There are several possible explanations for the observed difference in the delay distribution in phantoms and in the contact lens. One possibility is that the presence of the liquid on the lens posterior surface and the geometry of the lens produce a difference in how the energy propagates within the medium. For instance, the pressure pulse generates P-waves or compression waves that propagate much faster in the saline solution with low attenuation than the elastic waves in the cornea or lens material. As a result, these waves could produce additional sources of mechanical excitation in the lens after reflection from the hard surface. Therefore, the complex time delay distribution in the contact lens could be explained by the interaction of the different types of the waves. It is clear, however, that the presence of the liquid on the lens posterior surface complicates the wave pattern similar to what we observed in in vivo studies (see Fig. 7).
Silicone Eye Model and In Vivo Study of 18-Month-Old Mouse Cornea
Figures 7(a) and 7(b) show the OCT structural images and 2-D rendered maps for the time delay of the elastic waves measured in the silicone eye model and the mouse cornea in vivo, respectively. In Fig. 7(a), the time delay of the elastic wave increases as distance increases across the thick and homogeneous silicon layer that is different from what is observed in the real mouse eye. In Fig. 7(b), similar results as in Fig. 6 can be observed: the time delay of elastic waves increases with the increasing distance before reaching the corneal apex but decreases with greater distance after crossing the apex.
The distribution of time delay before the elastic waves that reach the apex can be used to quantify the wave velocity. For the 18-month-old mouse cornea, the velocity of the elastic wave is calculated as 0.92 to at different lateral positions due to heterogeneity of the tissue, which are potentially useful for the estimation of cornea elasticity. Additional work is required to develop a quantitative model to estimate corneal elasticity and to obtain corneal elastography because corneal tissue is inhomogeneous in both structure and composition. Equation 3, used here for isotropic homogenous materials, may not be proper to be used for the tissues like the cornea, which are composed of multiple layers and have curved surfaces.
This method does not involve tools that disrupt tissue or physically contact the eye. The displacement caused by air-pulse excitation on the cornea in these experiments is on the order of micrometers, which is much smaller than the indentation produced by the air puff used in clinical measurement of intraocular pressure (tonometry). Therefore, this approach is less invasive than current clinical procedures and suitable for delicate tissues or other sensitive materials. The high sensitivity of the PhS-SSOCT system enables accurate detection of the displacement of the cornea. These advantages allow the dynamic assessment of elastic waves propagating in ocular tissues and make it possible to estimate their biomechanical properties in vivo.

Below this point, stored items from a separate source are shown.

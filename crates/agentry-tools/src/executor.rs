//! Dependency-ordered, bounded-parallel tool call execution.
//!
//! A call's arguments may reference another call's result with a
//! `${ref:<call_id>}` placeholder; such a call cannot start until every
//! call it references has finished. Calls are grouped into waves by that
//! dependency graph, each wave runs with up to `max_parallel` calls
//! in flight at once (further narrowed by `exclusive_key` collisions),
//! and results are returned in the original declaration order regardless
//! of which call actually finished first.

use std::collections::{HashMap, HashSet};
use std::sync::Arc;
use std::time::Duration;

use agentry_core::{AgentError, ToolCall, ToolResult};
use regex::Regex;
use serde_json::Value;
use tokio::sync::{Mutex, Semaphore};
use tokio::time::timeout;
use tokio_util::sync::CancellationToken;

use crate::registry::{validate_args, ToolRegistry};

#[derive(Debug, Clone)]
pub struct ExecutorConfig {
    pub max_parallel: usize,
    pub default_timeout: Duration,
}

impl Default for ExecutorConfig {
    /// Spec §6 defaults: `tool_max_parallel=3`, `tool_timeout_s=30`.
    fn default() -> Self {
        Self { max_parallel: 3, default_timeout: Duration::from_secs(30) }
    }
}

fn ref_pattern() -> Regex {
    Regex::new(r"\$\{ref:([^}]+)\}").expect("static regex is valid")
}

/// Find every `${ref:<id>}` placeholder anywhere in a call's serialized
/// arguments — including nested object/array values.
fn referenced_ids(args: &Value, pattern: &Regex) -> HashSet<String> {
    let mut found = HashSet::new();
    collect_refs(args, pattern, &mut found);
    found
}

fn collect_refs(value: &Value, pattern: &Regex, out: &mut HashSet<String>) {
    match value {
        Value::String(s) => {
            for capture in pattern.captures_iter(s) {
                out.insert(capture[1].to_string());
            }
        }
        Value::Array(items) => items.iter().for_each(|item| collect_refs(item, pattern, out)),
        Value::Object(map) => map.values().for_each(|item| collect_refs(item, pattern, out)),
        _ => {}
    }
}

/// Substitute `${ref:<id>}` placeholders with the referenced call's result
/// text. Placeholders for calls with no recorded result are left as-is.
fn substitute_refs(value: &Value, pattern: &Regex, results: &HashMap<String, String>) -> Value {
    match value {
        Value::String(s) => {
            let replaced = pattern.replace_all(s, |caps: &regex::Captures| {
                results.get(&caps[1]).cloned().unwrap_or_else(|| caps[0].to_string())
            });
            Value::String(replaced.into_owned())
        }
        Value::Array(items) => Value::Array(items.iter().map(|item| substitute_refs(item, pattern, results)).collect()),
        Value::Object(map) => {
            Value::Object(map.iter().map(|(k, v)| (k.clone(), substitute_refs(v, pattern, results))).collect())
        }
        other => other.clone(),
    }
}

/// Split calls into dependency waves: wave 0 has no unresolved references,
/// wave N depends only on calls in waves < N. A call whose reference never
/// resolves (dangling or cyclic) is placed in the final wave so it still
/// runs (and fails naturally against the missing/unsubstituted reference)
/// rather than being silently dropped.
fn build_waves(calls: &[ToolCall], pattern: &Regex) -> Vec<Vec<usize>> {
    let mut remaining: Vec<usize> = (0..calls.len()).collect();
    let mut resolved: HashSet<String> = HashSet::new();
    let mut waves = Vec::new();

    while !remaining.is_empty() {
        let (ready, not_ready): (Vec<usize>, Vec<usize>) = remaining.iter().partition(|&&idx| {
            let deps = referenced_ids(&calls[idx].arguments, pattern);
            deps.iter().all(|dep| resolved.contains(dep))
        });

        if ready.is_empty() {
            // Cycle or dangling reference: flush everything left as one
            // final wave rather than looping forever.
            waves.push(not_ready);
            break;
        }

        for &idx in &ready {
            resolved.insert(calls[idx].id.clone());
        }
        waves.push(ready);
        remaining = not_ready;
    }

    waves
}

pub struct Executor {
    registry: Arc<ToolRegistry>,
    config: ExecutorConfig,
}

impl Executor {
    pub fn new(registry: Arc<ToolRegistry>, config: ExecutorConfig) -> Self {
        Self { registry, config }
    }

    pub async fn execute_all(&self, calls: &[ToolCall], cancel: &CancellationToken) -> Vec<ToolResult> {
        let pattern = ref_pattern();
        let mut results_by_id: HashMap<String, String> = HashMap::new();
        let mut results_by_index: HashMap<usize, ToolResult> = HashMap::new();

        // Spec §4.7 step 1: validate every call against its tool's schema
        // before it ever reaches a wave; a call that fails validation gets
        // an error result and is omitted from execution entirely, never
        // acquiring a semaphore permit or a timeout slot.
        let mut runnable_indices: Vec<usize> = Vec::new();
        for (idx, call) in calls.iter().enumerate() {
            match self.registry.find(&call.name) {
                None => {
                    results_by_index.insert(idx, ToolResult::failed(call.id.clone(), format!("tool '{}' not found", call.name), 0));
                }
                Some(tool) => match validate_args(tool.as_ref(), &call.arguments) {
                    Ok(()) => runnable_indices.push(idx),
                    Err(e) => {
                        results_by_index.insert(idx, ToolResult::failed(call.id.clone(), e.to_string(), 0));
                    }
                },
            }
        }

        let runnable_calls: Vec<ToolCall> = runnable_indices.iter().map(|&idx| calls[idx].clone()).collect();
        let waves: Vec<Vec<usize>> = build_waves(&runnable_calls, &pattern)
            .into_iter()
            .map(|wave| wave.into_iter().map(|local_idx| runnable_indices[local_idx]).collect())
            .collect();

        for wave in waves {
            if cancel.is_cancelled() {
                for idx in wave {
                    let call = &calls[idx];
                    results_by_index.insert(idx, ToolResult::failed(call.id.clone(), "cancelled".to_string(), 0));
                }
                continue;
            }

            let semaphore = Arc::new(Semaphore::new(self.config.max_parallel.max(1)));
            let exclusive_locks: Arc<Mutex<HashMap<String, Arc<Mutex<()>>>>> = Arc::new(Mutex::new(HashMap::new()));
            let mut handles = Vec::new();

            for idx in wave {
                let call = calls[idx].clone();
                let substituted_args = substitute_refs(&call.arguments, &pattern, &results_by_id);
                let registry = self.registry.clone();
                let semaphore = semaphore.clone();
                let exclusive_locks = exclusive_locks.clone();
                let timeout_duration = self.config.default_timeout;
                let cancel = cancel.clone();

                handles.push(tokio::spawn(async move {
                    let _permit = semaphore.acquire_owned().await.expect("semaphore not closed");

                    let Some(tool) = registry.find(&call.name) else {
                        return (idx, call.id.clone(), ToolResult::failed(call.id.clone(), format!("tool '{}' not found", call.name), 0));
                    };
                    let timeout_duration = tool.timeout_default().unwrap_or(timeout_duration);

                    let exclusive_guard = match tool.exclusive_key(&substituted_args) {
                        Some(key) => {
                            let lock = {
                                let mut locks = exclusive_locks.lock().await;
                                locks.entry(key).or_insert_with(|| Arc::new(Mutex::new(()))).clone()
                            };
                            Some(lock.lock_owned().await)
                        }
                        None => None,
                    };

                    if cancel.is_cancelled() {
                        drop(exclusive_guard);
                        return (idx, call.id.clone(), ToolResult::failed(call.id.clone(), "cancelled".to_string(), 0));
                    }

                    let started = std::time::Instant::now();
                    let result = tokio::select! {
                        biased;
                        _ = cancel.cancelled() => {
                            ToolResult::failed(call.id.clone(), "cancelled".to_string(), started.elapsed().as_millis() as u64)
                        }
                        outcome = timeout(timeout_duration, tool.execute(substituted_args)) => {
                            let elapsed_ms = started.elapsed().as_millis() as u64;
                            match outcome {
                                Ok(Ok(output)) => ToolResult::ok(call.id.clone(), output, elapsed_ms),
                                Ok(Err(e)) => ToolResult::failed(call.id.clone(), e.to_string(), elapsed_ms),
                                Err(_) => ToolResult::failed(call.id.clone(), format!("timed out after {}ms", timeout_duration.as_millis()), elapsed_ms),
                            }
                        }
                    };
                    drop(exclusive_guard);
                    (idx, call.id.clone(), result)
                }));
            }

            for handle in handles {
                match handle.await {
                    Ok((idx, call_id, result)) => {
                        results_by_id.insert(call_id, result.output.clone());
                        results_by_index.insert(idx, result);
                    }
                    Err(join_error) => {
                        log::error!("tool execution task panicked: {join_error}");
                    }
                }
            }
        }

        (0..calls.len())
            .map(|idx| {
                results_by_index.remove(&idx).unwrap_or_else(|| {
                    ToolResult::failed(calls[idx].id.clone(), "tool never executed".to_string(), 0)
                })
            })
            .collect()
    }
}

In this article, we have demonstrated that PhS-SSOCT can be used to monitor and assess the elastic waves that are induced by a focused air-pulse stimulus in tissue-mimicking phantoms, contact lenses, a silicone eye model, and the mouse cornea in vivo. For the phantoms, Young’s modulus can be estimated based on the surface wave velocity. For the ocular models and tissue samples evaluated here, 2-D rendered maps of time delay caused by the propagation of elastic waves can be plotted. With further development, this noncontact optical method can be used to study the stiffness of delicate tissues such as the cornea and sclera of the eye. We also plan to take into account a finite thickness of the cornea and its viscous properties. The current design of the system only permits experimental studies in vivo on animal models. For clinical studies, the distance between the port and the cornea will need to be properly secured and the first prototype is currently under construction.